Es ésta una concepción, como ha insistido Raymundo González, de gran calado sociológico.8 Apunta, por un lado, a las bases materiales de República Dominicana en el siglo XIX; apela también a aquellos factores que hicieron posible la existencia de ese campesino tabacalero que tan crucial fue en los destinos de la sociedad dominicana. Esto, en sí mismo, incidió sobre la vida política ya que el predominio de las economías plantadoras/ esclavistas tendió a afianzar los regímenes coloniales en el Caribe, por lo que su virtual inexistencia en Santo Domingo propició el proceso de formación nacional. Así que, a mi modo de ver, Emilio, al revisar críticamente las relaciones entre los dos países que ocupan la Isla Española y, sobre todo, al examinar con nuevas miradas las reverberaciones de la Revolución Haitiana en la parte española de la Isla, sugirió perspectivas inusuales, más allá de dogmas o mitos nacionales, para repensar la historia de Haití y de República Dominicana.
Esta visión, por otro lado, es congruente con la personalidad de Emilio, en quien, más allá de otras consideraciones, siempre valoré su disposición a expresar abierta y libremente su pensamiento y su particular forma de comprender las cosas.

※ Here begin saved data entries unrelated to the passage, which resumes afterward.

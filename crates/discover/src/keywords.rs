//! Free-text keyword resolution against the upstream lookup endpoint.

use futures::future::try_join_all;
use serde_json::Value;
use tokio_util::sync::CancellationToken;
use tracing::debug;

use crate::error::DiscoverError;
use crate::transport::Transport;

const KEYWORD_SEARCH_PATH: &str = "/search/keyword";

fn first_keyword_id(payload: &Value) -> Option<i64> {
    payload
        .get("results")
        .and_then(Value::as_array)
        .and_then(|results| results.first())
        .and_then(|hit| hit.get("id"))
        .and_then(Value::as_i64)
}

/// Resolves free-text keywords to upstream identifiers, one lookup per
/// distinct keyword, issued concurrently. Output order follows input
/// order, not completion order; keywords with no hits are silently
/// dropped. Cancellation abandons the whole resolution — callers never
/// observe a partial result.
pub async fn resolve(
    transport: &dyn Transport,
    keywords: &[String],
    token: &CancellationToken,
) -> Result<Vec<i64>, DiscoverError> {
    let mut distinct: Vec<&str> = Vec::new();
    for keyword in keywords {
        let trimmed = keyword.trim();
        if !trimmed.is_empty() && !distinct.contains(&trimmed) {
            distinct.push(trimmed);
        }
    }
    if distinct.is_empty() {
        return Ok(Vec::new());
    }

    debug!(count = distinct.len(), "resolving keyword ids");

    let lookups = distinct.into_iter().map(|query| async move {
        let params = vec![
            ("query".to_string(), query.to_string()),
            ("page".to_string(), "1".to_string()),
        ];
        let payload = transport.get(KEYWORD_SEARCH_PATH, &params, token).await?;
        Ok::<Option<i64>, DiscoverError>(first_keyword_id(&payload))
    });

    let ids = try_join_all(lookups).await?;
    Ok(ids.into_iter().flatten().collect())
}

#[cfg(test)]
mod tests {
    use super::*;
    use crate::testutil::ScriptedTransport;
    use serde_json::json;

    fn keyword_hit(id: i64) -> Value {
        json!({ "page": 1, "results": [{ "id": id, "name": "kw" }], "total_pages": 1 })
    }

    fn keyword_miss() -> Value {
        json!({ "page": 1, "results": [], "total_pages": 1 })
    }

    #[tokio::test]
    async fn empty_input_issues_no_network_calls() {
        let transport = ScriptedTransport::new();
        let token = CancellationToken::new();

        let ids = resolve(&transport, &[], &token).await.unwrap();
        assert!(ids.is_empty());

        let ids = resolve(&transport, &[" ".to_string(), "".to_string()], &token)
            .await
            .unwrap();
        assert!(ids.is_empty());
        assert_eq!(transport.calls().len(), 0);
    }

    #[tokio::test]
    async fn resolves_in_input_order() {
        let transport = ScriptedTransport::new();
        transport.push_ok(KEYWORD_SEARCH_PATH, keyword_hit(101));
        transport.push_ok(KEYWORD_SEARCH_PATH, keyword_hit(202));
        let token = CancellationToken::new();

        let ids = resolve(&transport, &["hero".into(), "space".into()], &token)
            .await
            .unwrap();
        assert_eq!(ids, vec![101, 202]);

        let calls = transport.calls();
        assert_eq!(calls.len(), 2);
        assert_eq!(calls[0].param("query"), Some("hero"));
        assert_eq!(calls[1].param("query"), Some("space"));
        assert_eq!(calls[0].param("page"), Some("1"));
    }

    #[tokio::test]
    async fn unresolved_keywords_are_dropped_silently() {
        let transport = ScriptedTransport::new();
        transport.push_ok(KEYWORD_SEARCH_PATH, keyword_hit(101));
        transport.push_ok(KEYWORD_SEARCH_PATH, keyword_miss());
        transport.push_ok(KEYWORD_SEARCH_PATH, keyword_hit(303));
        let token = CancellationToken::new();

        let ids = resolve(
            &transport,
            &["hero".into(), "nonsense".into(), "space".into()],
            &token,
        )
        .await
        .unwrap();
        assert_eq!(ids, vec![101, 303]);
    }

    #[tokio::test]
    async fn duplicate_keywords_collapse_to_one_lookup() {
        let transport = ScriptedTransport::new();
        transport.push_ok(KEYWORD_SEARCH_PATH, keyword_hit(101));
        let token = CancellationToken::new();

        let ids = resolve(&transport, &["hero".into(), " hero ".into()], &token)
            .await
            .unwrap();
        assert_eq!(ids, vec![101]);
        assert_eq!(transport.calls().len(), 1);
    }

    #[tokio::test]
    async fn cancellation_abandons_the_whole_resolution() {
        let transport = ScriptedTransport::new();
        transport.push_ok(KEYWORD_SEARCH_PATH, keyword_hit(101));
        transport.push_err(KEYWORD_SEARCH_PATH, DiscoverError::Cancelled);
        let token = CancellationToken::new();

        let result = resolve(&transport, &["hero".into(), "space".into()], &token).await;
        assert!(matches!(result, Err(DiscoverError::Cancelled)));
    }

    #[tokio::test]
    async fn malformed_lookup_payloads_count_as_misses() {
        let transport = ScriptedTransport::new();
        transport.push_ok(KEYWORD_SEARCH_PATH, json!({ "results": "not-an-array" }));
        transport.push_ok(KEYWORD_SEARCH_PATH, json!("not even an object"));
        let token = CancellationToken::new();

        let ids = resolve(&transport, &["a".into(), "b".into()], &token)
            .await
            .unwrap();
        assert!(ids.is_empty());
    }
}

Ésta es una cualidad cada vez más rara en el mundo intelectual, en el cual percibo con frecuencia el predominio del lugar común, de las consignas, de criterios que pretenden generar good feelings, o que aspiran a ganar aquiescencia y simpatías, sustentadas usualmente en los mitos nacionales —creencias incuestionadas que se repiten ad nauseam sin contar con sustentación histórica adecuada.9 Yo, por supuesto, tuve y tengo desacuerdos históricos, historiográficos y hasta políticos con Emilio. Que pudiéramos entrar en controversias en torno a nuestras particulares perspectivas, nunca ensombreció, por otro lado, nuestra relación. Por eso, para mí, Emilio siempre será paradigma de integridad personal e intelectual; siempre fungirá como modelo del letrado que, alejado de posturas cómodas, complacientes o simpáticas, expresa su parecer. Por eso también lo admiré y lo admiro; por eso también echo de menos su presencia; por eso también estimo infinitamente a Emilio Cordero Michel, que para mí será por siempre el mágico e inefable “Blacamán”.